** TASK DIRECTIONS **
For this exercise, return all the data exactly as it stands.

** DATA SUPPLIED **

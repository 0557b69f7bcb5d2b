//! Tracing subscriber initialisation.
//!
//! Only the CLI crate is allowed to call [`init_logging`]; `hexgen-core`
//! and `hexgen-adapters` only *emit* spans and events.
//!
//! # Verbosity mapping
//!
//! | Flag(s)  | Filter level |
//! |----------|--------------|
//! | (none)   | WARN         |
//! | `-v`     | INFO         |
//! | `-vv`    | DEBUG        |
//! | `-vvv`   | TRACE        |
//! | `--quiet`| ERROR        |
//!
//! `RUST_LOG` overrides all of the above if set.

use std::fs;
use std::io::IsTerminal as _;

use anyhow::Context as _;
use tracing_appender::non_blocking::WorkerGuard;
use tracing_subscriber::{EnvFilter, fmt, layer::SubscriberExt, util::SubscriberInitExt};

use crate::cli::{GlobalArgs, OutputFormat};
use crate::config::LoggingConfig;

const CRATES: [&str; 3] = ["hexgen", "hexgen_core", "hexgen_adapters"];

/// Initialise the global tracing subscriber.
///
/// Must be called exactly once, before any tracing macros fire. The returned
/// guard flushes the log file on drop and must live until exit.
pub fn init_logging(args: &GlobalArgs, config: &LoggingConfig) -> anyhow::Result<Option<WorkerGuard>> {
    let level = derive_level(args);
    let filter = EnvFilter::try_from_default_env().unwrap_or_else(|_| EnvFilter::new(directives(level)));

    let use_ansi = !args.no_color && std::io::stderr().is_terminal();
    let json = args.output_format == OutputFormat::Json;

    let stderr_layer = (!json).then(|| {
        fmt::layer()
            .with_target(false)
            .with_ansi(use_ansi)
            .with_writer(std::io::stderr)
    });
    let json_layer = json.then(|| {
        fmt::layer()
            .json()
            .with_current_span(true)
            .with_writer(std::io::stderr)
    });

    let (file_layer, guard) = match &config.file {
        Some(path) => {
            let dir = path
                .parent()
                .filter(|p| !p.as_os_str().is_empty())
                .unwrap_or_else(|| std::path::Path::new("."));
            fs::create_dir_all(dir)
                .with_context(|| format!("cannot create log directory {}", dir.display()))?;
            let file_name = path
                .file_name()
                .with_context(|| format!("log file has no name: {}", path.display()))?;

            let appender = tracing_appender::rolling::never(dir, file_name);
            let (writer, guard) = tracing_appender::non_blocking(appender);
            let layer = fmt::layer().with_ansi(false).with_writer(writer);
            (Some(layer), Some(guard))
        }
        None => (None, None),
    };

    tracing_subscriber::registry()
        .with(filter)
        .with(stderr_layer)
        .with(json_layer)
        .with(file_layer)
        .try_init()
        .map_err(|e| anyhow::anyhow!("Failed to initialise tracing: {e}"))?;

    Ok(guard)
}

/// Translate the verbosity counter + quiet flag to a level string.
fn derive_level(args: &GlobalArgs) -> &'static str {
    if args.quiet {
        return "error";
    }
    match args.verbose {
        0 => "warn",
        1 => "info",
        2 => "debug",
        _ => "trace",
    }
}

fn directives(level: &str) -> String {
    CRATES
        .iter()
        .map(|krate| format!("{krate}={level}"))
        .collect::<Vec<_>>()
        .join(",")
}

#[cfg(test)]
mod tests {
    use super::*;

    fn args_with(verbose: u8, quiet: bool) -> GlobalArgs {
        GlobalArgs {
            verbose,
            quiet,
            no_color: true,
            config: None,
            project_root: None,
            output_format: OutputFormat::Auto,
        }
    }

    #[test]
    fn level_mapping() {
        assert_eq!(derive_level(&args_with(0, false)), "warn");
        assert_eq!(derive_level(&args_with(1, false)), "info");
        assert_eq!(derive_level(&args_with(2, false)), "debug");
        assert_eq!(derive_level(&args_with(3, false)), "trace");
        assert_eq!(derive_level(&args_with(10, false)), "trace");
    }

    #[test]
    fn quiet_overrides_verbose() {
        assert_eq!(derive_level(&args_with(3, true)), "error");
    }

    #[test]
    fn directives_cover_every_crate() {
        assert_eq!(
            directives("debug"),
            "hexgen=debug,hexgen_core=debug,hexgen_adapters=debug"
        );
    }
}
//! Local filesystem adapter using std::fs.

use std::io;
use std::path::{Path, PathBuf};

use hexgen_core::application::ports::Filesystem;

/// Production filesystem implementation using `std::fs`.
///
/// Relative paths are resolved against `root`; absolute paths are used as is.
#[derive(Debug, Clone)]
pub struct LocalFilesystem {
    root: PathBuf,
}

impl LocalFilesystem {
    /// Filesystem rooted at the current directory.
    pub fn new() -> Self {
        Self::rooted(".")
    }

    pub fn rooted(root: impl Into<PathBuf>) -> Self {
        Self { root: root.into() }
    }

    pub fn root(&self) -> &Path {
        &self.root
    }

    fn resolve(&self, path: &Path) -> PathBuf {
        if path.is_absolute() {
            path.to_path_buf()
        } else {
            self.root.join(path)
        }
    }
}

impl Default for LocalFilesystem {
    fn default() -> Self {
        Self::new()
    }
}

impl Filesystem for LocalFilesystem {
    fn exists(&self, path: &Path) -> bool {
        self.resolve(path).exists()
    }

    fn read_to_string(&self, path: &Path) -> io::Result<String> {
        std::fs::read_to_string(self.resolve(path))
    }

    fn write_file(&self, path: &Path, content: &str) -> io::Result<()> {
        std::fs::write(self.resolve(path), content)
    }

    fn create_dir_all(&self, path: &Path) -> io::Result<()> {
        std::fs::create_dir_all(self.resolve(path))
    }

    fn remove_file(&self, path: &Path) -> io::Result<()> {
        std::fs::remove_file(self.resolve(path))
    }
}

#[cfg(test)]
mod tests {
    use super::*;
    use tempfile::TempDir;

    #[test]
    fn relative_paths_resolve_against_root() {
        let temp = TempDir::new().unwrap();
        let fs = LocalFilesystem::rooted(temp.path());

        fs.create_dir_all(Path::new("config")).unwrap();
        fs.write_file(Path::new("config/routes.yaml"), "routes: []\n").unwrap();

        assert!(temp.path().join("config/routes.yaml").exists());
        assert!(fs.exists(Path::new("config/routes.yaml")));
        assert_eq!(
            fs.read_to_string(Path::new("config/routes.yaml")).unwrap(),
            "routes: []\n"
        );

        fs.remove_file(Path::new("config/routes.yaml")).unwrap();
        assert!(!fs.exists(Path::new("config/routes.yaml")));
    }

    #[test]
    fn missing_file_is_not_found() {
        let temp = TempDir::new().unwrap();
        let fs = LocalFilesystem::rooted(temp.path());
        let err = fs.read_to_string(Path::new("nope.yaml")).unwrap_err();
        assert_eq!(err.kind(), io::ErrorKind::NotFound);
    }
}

** REPLY **
repository 0557b69f7bcb5d2b
//! Tracing subscriber initialisation.
//!
//! Only the CLI crate is allowed to call [`init_logging`]; `hexgen-core`
//! and `hexgen-adapters` only *emit* spans and events.
//!
//! # Verbosity mapping
//!
//! | Flag(s)  | Filter level |
//! |----------|--------------|
//! | (none)   | WARN         |
//! | `-v`     | INFO         |
//! | `-vv`    | DEBUG        |
//! | `-vvv`   | TRACE        |
//! | `--quiet`| ERROR        |
//!
//! `RUST_LOG` overrides all of the above if set.

use std::fs;
use std::io::IsTerminal as _;

use anyhow::Context as _;
use tracing_appender::non_blocking::WorkerGuard;
use tracing_subscriber::{EnvFilter, fmt, layer::SubscriberExt, util::SubscriberInitExt};

use crate::cli::{GlobalArgs, OutputFormat};
use crate::config::LoggingConfig;

const CRATES: [&str; 3] = ["hexgen", "hexgen_core", "hexgen_adapters"];

/// Initialise the global tracing subscriber.
///
/// Must be called exactly once, before any tracing macros fire. The returned
/// guard flushes the log file on drop and must live until exit.
pub fn init_logging(args: &GlobalArgs, config: &LoggingConfig) -> anyhow::Result<Option<WorkerGuard>> {
    let level = derive_level(args);
    let filter = EnvFilter::try_from_default_env().unwrap_or_else(|_| EnvFilter::new(directives(level)));

    let use_ansi = !args.no_color && std::io::stderr().is_terminal();
    let json = args.output_format == OutputFormat::Json;

    let stderr_layer = (!json).then(|| {
        fmt::layer()
            .with_target(false)
            .with_ansi(use_ansi)
            .with_writer(std::io::stderr)
    });
    let json_layer = json.then(|| {
        fmt::layer()
            .json()
            .with_current_span(true)
            .with_writer(std::io::stderr)
    });

    let (file_layer, guard) = match &config.file {
        Some(path) => {
            let dir = path
                .parent()
                .filter(|p| !p.as_os_str().is_empty())
                .unwrap_or_else(|| std::path::Path::new("."));
            fs::create_dir_all(dir)
                .with_context(|| format!("cannot create log directory {}", dir.display()))?;
            let file_name = path
                .file_name()
                .with_context(|| format!("log file has no name: {}", path.display()))?;

            let appender = tracing_appender::rolling::never(dir, file_name);
            let (writer, guard) = tracing_appender::non_blocking(appender);
            let layer = fmt::layer().with_ansi(false).with_writer(writer);
            (Some(layer), Some(guard))
        }
        None => (None, None),
    };

    tracing_subscriber::registry()
        .with(filter)
        .with(stderr_layer)
        .with(json_layer)
        .with(file_layer)
        .try_init()
        .map_err(|e| anyhow::anyhow!("Failed to initialise tracing: {e}"))?;

    Ok(guard)
}

/// Translate the verbosity counter + quiet flag to a level string.
fn derive_level(args: &GlobalArgs) -> &'static str {
    if args.quiet {
        return "error";
    }
    match args.verbose {
        0 => "warn",
        1 => "info",
        2 => "debug",
        _ => "trace",
    }
}

fn directives(level: &str) -> String {
    CRATES
        .iter()
        .map(|krate| format!("{krate}={level}"))
        .collect::<Vec<_>>()
        .join(",")
}

#[cfg(test)]
mod tests {
    use super::*;

    fn args_with(verbose: u8, quiet: bool) -> GlobalArgs {
        GlobalArgs {
            verbose,
            quiet,
            no_color: true,
            config: None,
            project_root: None,
            output_format: OutputFormat::Auto,
        }
    }

    #[test]
    fn level_mapping() {
        assert_eq!(derive_level(&args_with(0, false)), "warn");
        assert_eq!(derive_level(&args_with(1, false)), "info");
        assert_eq!(derive_level(&args_with(2, false)), "debug");
        assert_eq!(derive_level(&args_with(3, false)), "trace");
        assert_eq!(derive_level(&args_with(10, false)), "trace");
    }

    #[test]
    fn quiet_overrides_verbose() {
        assert_eq!(derive_level(&args_with(3, true)), "error");
    }

    #[test]
    fn directives_cover_every_crate() {
        assert_eq!(
            directives("debug"),
            "hexgen=debug,hexgen_core=debug,hexgen_adapters=debug"
        );
    }
}
//! Local filesystem adapter using std::fs.

use std::io;
use std::path::{Path, PathBuf};

use hexgen_core::application::ports::Filesystem;

/// Production filesystem implementation using `std::fs`.
///
/// Relative paths are resolved against `root`; absolute paths are used as is.
#[derive(Debug, Clone)]
pub struct LocalFilesystem {
    root: PathBuf,
}

impl LocalFilesystem {
    /// Filesystem rooted at the current directory.
    pub fn new() -> Self {
        Self::rooted(".")
    }

    pub fn rooted(root: impl Into<PathBuf>) -> Self {
        Self { root: root.into() }
    }

    pub fn root(&self) -> &Path {
        &self.root
    }

    fn resolve(&self, path: &Path) -> PathBuf {
        if path.is_absolute() {
            path.to_path_buf()
        } else {
            self.root.join(path)
        }
    }
}

impl Default for LocalFilesystem {
    fn default() -> Self {
        Self::new()
    }
}

impl Filesystem for LocalFilesystem {
    fn exists(&self, path: &Path) -> bool {
        self.resolve(path).exists()
    }

    fn read_to_string(&self, path: &Path) -> io::Result<String> {
        std::fs::read_to_string(self.resolve(path))
    }

    fn write_file(&self, path: &Path, content: &str) -> io::Result<()> {
        std::fs::write(self.resolve(path), content)
    }

    fn create_dir_all(&self, path: &Path) -> io::Result<()> {
        std::fs::create_dir_all(self.resolve(path))
    }

    fn remove_file(&self, path: &Path) -> io::Result<()> {
        std::fs::remove_file(self.resolve(path))
    }
}

#[cfg(test)]
mod tests {
    use super::*;
    use tempfile::TempDir;

    #[test]
    fn relative_paths_resolve_against_root() {
        let temp = TempDir::new().unwrap();
        let fs = LocalFilesystem::rooted(temp.path());

        fs.create_dir_all(Path::new("config")).unwrap();
        fs.write_file(Path::new("config/routes.yaml"), "routes: []\n").unwrap();

        assert!(temp.path().join("config/routes.yaml").exists());
        assert!(fs.exists(Path::new("config/routes.yaml")));
        assert_eq!(
            fs.read_to_string(Path::new("config/routes.yaml")).unwrap(),
            "routes: []\n"
        );

        fs.remove_file(Path::new("config/routes.yaml")).unwrap();
        assert!(!fs.exists(Path::new("config/routes.yaml")));
    }

    #[test]
    fn missing_file_is_not_found() {
        let temp = TempDir::new().unwrap();
        let fs = LocalFilesystem::rooted(temp.path());
        let err = fs.read_to_string(Path::new("nope.yaml")).unwrap_err();
        assert_eq!(err.kind(), io::ErrorKind::NotFound);
    }
}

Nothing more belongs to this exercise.